Well...that's when one lil off handed comment set this whole thing to hell quickly

OUR bank denied/delayed the loan bc of my wife being on maternity leave!!!!!!!! Which is HIGHLY illegal for which they've been sued several times and lost several times. Our loan officer was talking to the person in charge of the final numbers approval and made the comment "this is great, now they can get in the house right as the baby is born." to which the numbers person said "Wait what? She's not working and on maternity leave???? I can't approve this..."

So least to say, we had to wait until my wife was cleared by her doctor to go back to work and actually went back to work before they would finalize the approval. We closed this past Friday. We took possession yesterday (had to give a couple days for the occupants to clear our their last items) and my dad and I painted the nursery yesterday. We've got some cleaning to do before the actual "move in" Friday but it's done. A touch bittersweet, but done. We now own our first house!

Sucks for me though bc I can't do any of the moving due to my back surgery 

Enough of the doom and gloom story. On to the house!

3br 2.5ba with bonus room above the garage which will be our office space. 3.5 acres with a small barn and existing fencing for Shea's horses. Only 1 other visible house nearby. NOTHING across the way but a great view! 2 car garage which will become my workshop :biggrin:. There's not much landscaping yet, but we'll fix that come this spring. So here's a few pics. These were taken back in June so they're a little dated, lol

Here's the lil barn and what's across the street (NOTHING!) Oh, and the 1 neighbor:




Front of the house (I'm standing at the barn):



Backside of the house.
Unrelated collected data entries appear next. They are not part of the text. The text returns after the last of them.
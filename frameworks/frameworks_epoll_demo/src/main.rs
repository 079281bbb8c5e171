//! epoll Demo Binary Entry Point
//!
//! Runs one scenario and exits with a status describing the first failing
//! call: 1 for creation, 2 for `epoll_ctl`, 3 for `epoll_wait`.

use std::process;

use clap::Parser;
use frameworks_epoll_demo::{run, DemoArgs};

fn main() {
    env_logger::init();

    let args = DemoArgs::parse();
    match run(args.scenario) {
        Ok(report) => println!("{}", report),
        Err(e) => {
            log::error!("{}: {}", args.scenario.name(), e);
            process::exit(e.exit_code());
        }
    }
}
//! Reentrancy Guard Module
//!
//! While a hook runs, the checker itself may call intercepted functions:
//! the logger writes to stderr, `dlsym` may read files. Those nested calls
//! must reach the real implementation without being tracked, otherwise the
//! engine lock would be taken twice on the same thread.

use std::cell::Cell;

thread_local! {
    static IN_HOOK: Cell<bool> = const { Cell::new(false) };
}

/// Marks the current thread as running a hook until dropped
#[derive(Debug)]
pub struct HookGuard {
    _not_send: std::marker::PhantomData<*const ()>,
}

/// Enter hook context
///
/// Returns `None` when the thread is already inside a hook, or when its
/// thread-local storage is gone (a call made during thread teardown).
pub fn enter() -> Option<HookGuard> {
    IN_HOOK
        .try_with(|in_hook| {
            if in_hook.replace(true) {
                None
            } else {
                Some(HookGuard {
                    _not_send: std::marker::PhantomData,
                })
            }
        })
        .ok()
        .flatten()
}

impl Drop for HookGuard {
    fn drop(&mut self) {
        let _ = IN_HOOK.try_with(|in_hook| in_hook.set(false));
    }
}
Nice fenced in area for our little dogs so we won't have to worry about them:




Once we get the inside cleaned up and decorated I'll snap some pics and post them.


----------



## ghostrider (Oct 3, 2012)

Congratulations


----------



## mredburn (Oct 3, 2012)

congratulations on the house. Your about to find out that a house is a never ending project. Just when you think your done you get to start over.


----------



## IPD_Mr (Oct 3, 2012)

Good for you guys.  Looks like it has a basement?  Beautiful house and acreage too.


----------



## redbulldog (Oct 3, 2012)

Congratulations


----------



## nativewooder (Oct 3, 2012)

You are about to become the new owner of a honey-do list that you can truly take pride in.  And please don't subject that beautiful baby to paint fumes in your hurry to move in, like my brother did.  It took 3 months before the kids, 3 mos and 12 mos cleared up their sinuses, etc.  My best wishes that it won't happen to your wonderful young family!


----------



## LL Woodworks (Oct 3, 2012)

Great Jonathon - Congrats, glad you and the wife are recovering and the baby is healthy.  A lot of good things going on  in your life now -


----------



## Andrew_K99 (Oct 3, 2012)

Congratulations!  I hope you have a riding lawn mower in the budget!

AK


----------



## alamocdc (Oct 3, 2012)

Congratulations, Jonathan! But I don't see a shop!


----------



## Russell Eaton (Oct 3, 2012)

Well done! I hope your back recovers fast because the moving in part won't be done for  long time.


----------



## GaryMGg (Oct 3, 2012)

Congratulations!


----------



## Brooks803 (Oct 3, 2012)

Oh, and I forgot to add 1 only really great piece of news about the house. My parents are only 5mins away!



nativewooder said:


> You are about to become the new owner of a honey-do list that you can truly take pride in. And please don't subject that beautiful baby to paint fumes in your hurry to move in, like my brother did. It took 3 months before the kids, 3 mos and 12 mos cleared up their sinuses, etc. My best wishes that it won't happen to your wonderful young family!


 
No worries with the fumes. I did the painting yesterday and the final coat today. We won't be moving in/living there until Friday. Ayden hasn't been in the house and won't until then. Plus we're only painting the 1 room and she actually won't be living in it until she's a bit older since it's upstairs and the master bedroom is downstairs. Right now my Mom watches her while I'm over there getting stuff done.


----------



## Charlie_W (Oct 3, 2012)

Congratulations on the house!! It looks absolutely lovely! Great place for your daughter to run around!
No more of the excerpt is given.